[Stored data]
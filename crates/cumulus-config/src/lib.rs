// This Source Code Form is subject to the terms of the Mozilla Public
// License, v. 2.0. If a copy of the MPL was not distributed with this
// file, You can obtain one at https://mozilla.org/MPL/2.0/.

use std::path::{Path, PathBuf};
use std::time::Duration;

use serde_derive::{Deserialize, Serialize};
use thiserror::Error;
use uuid::Uuid;

/// How long job reservations are kept before being purged: 30 days.
pub const DEFAULT_JOB_RETENTION_HOURS: u64 = 720;

/// How long a fetched interface list stays fresh.
pub const DEFAULT_INTERFACE_REFRESH_SECS: u64 = 15;

pub const DEFAULT_HOST_BRIDGE: &str = "cumulushost0";

/// Configuration for one orchestrator node.
#[derive(Clone, Serialize, Deserialize, Debug, PartialEq)]
pub struct Config {
    pub node: Node,

    #[serde(default)]
    pub jobs: Jobs,

    #[serde(default)]
    pub network: Network,
}

impl Config {
    /// Constructs a new configuration object with default `jobs` and
    /// `network` sections.
    ///
    /// Typically, the configuration is parsed from a config file via
    /// [`parse`], but this method allows an alternative mechanism for
    /// initialization.
    pub fn new<P: Into<PathBuf>>(
        node_id: Uuid,
        usb_passthrough: bool,
        disks_path: P,
    ) -> Config {
        Config {
            node: Node {
                id: node_id,
                usb_passthrough,
                disks_path: disks_path.into(),
            },
            jobs: Jobs::default(),
            network: Network::default(),
        }
    }
}

/// The node executing reconciliation and the capabilities it advertises.
#[derive(Clone, Serialize, Deserialize, Debug, PartialEq)]
pub struct Node {
    pub id: Uuid,

    /// Whether USB devices may be passed through to guests on this node.
    #[serde(default)]
    pub usb_passthrough: bool,

    /// Directory holding the backing files of instance disks.
    pub disks_path: PathBuf,
}

#[derive(Clone, Serialize, Deserialize, Debug, PartialEq)]
pub struct Jobs {
    /// Jobs older than this are purged regardless of their state.
    #[serde(default = "default_job_retention_hours")]
    pub retention_hours: u64,
}

impl Jobs {
    /// The retention window. Absurdly large settings saturate.
    pub fn retention(&self) -> Duration {
        Duration::from_secs(self.retention_hours.saturating_mul(60 * 60))
    }
}

impl Default for Jobs {
    fn default() -> Self {
        Self { retention_hours: DEFAULT_JOB_RETENTION_HOURS }
    }
}

fn default_job_retention_hours() -> u64 {
    DEFAULT_JOB_RETENTION_HOURS
}

#[derive(Clone, Serialize, Deserialize, Debug, PartialEq)]
pub struct Network {
    #[serde(default = "default_interface_refresh_secs")]
    pub interface_refresh_secs: u64,

    /// Name of the host bridge, which is never reported as a usable
    /// interface.
    #[serde(default = "default_host_bridge")]
    pub host_bridge: String,
}

impl Network {
    pub fn interface_refresh(&self) -> Duration {
        Duration::from_secs(self.interface_refresh_secs)
    }
}

impl Default for Network {
    fn default() -> Self {
        Self {
            interface_refresh_secs: DEFAULT_INTERFACE_REFRESH_SECS,
            host_bridge: DEFAULT_HOST_BRIDGE.to_string(),
        }
    }
}

fn default_interface_refresh_secs() -> u64 {
    DEFAULT_INTERFACE_REFRESH_SECS
}

fn default_host_bridge() -> String {
    DEFAULT_HOST_BRIDGE.to_string()
}

/// Errors which may be returned when parsing the node configuration.
#[derive(Error, Debug)]
pub enum ParseError {
    #[error("Cannot parse toml: {0}")]
    Toml(#[from] toml::de::Error),

    #[error("IO error: {0}")]
    Io(#[from] std::io::Error),
}

/// Parses a TOML file into a configuration object.
pub fn parse<P: AsRef<Path>>(path: P) -> Result<Config, ParseError> {
    let contents = std::fs::read_to_string(path.as_ref())?;
    let cfg = toml::from_str::<Config>(&contents)?;
    Ok(cfg)
}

Exercise goal:
Scan the data above and copy every line with "bool" in it.

Task solution:
        usb_passthrough: bool,
    pub usb_passthrough: bool,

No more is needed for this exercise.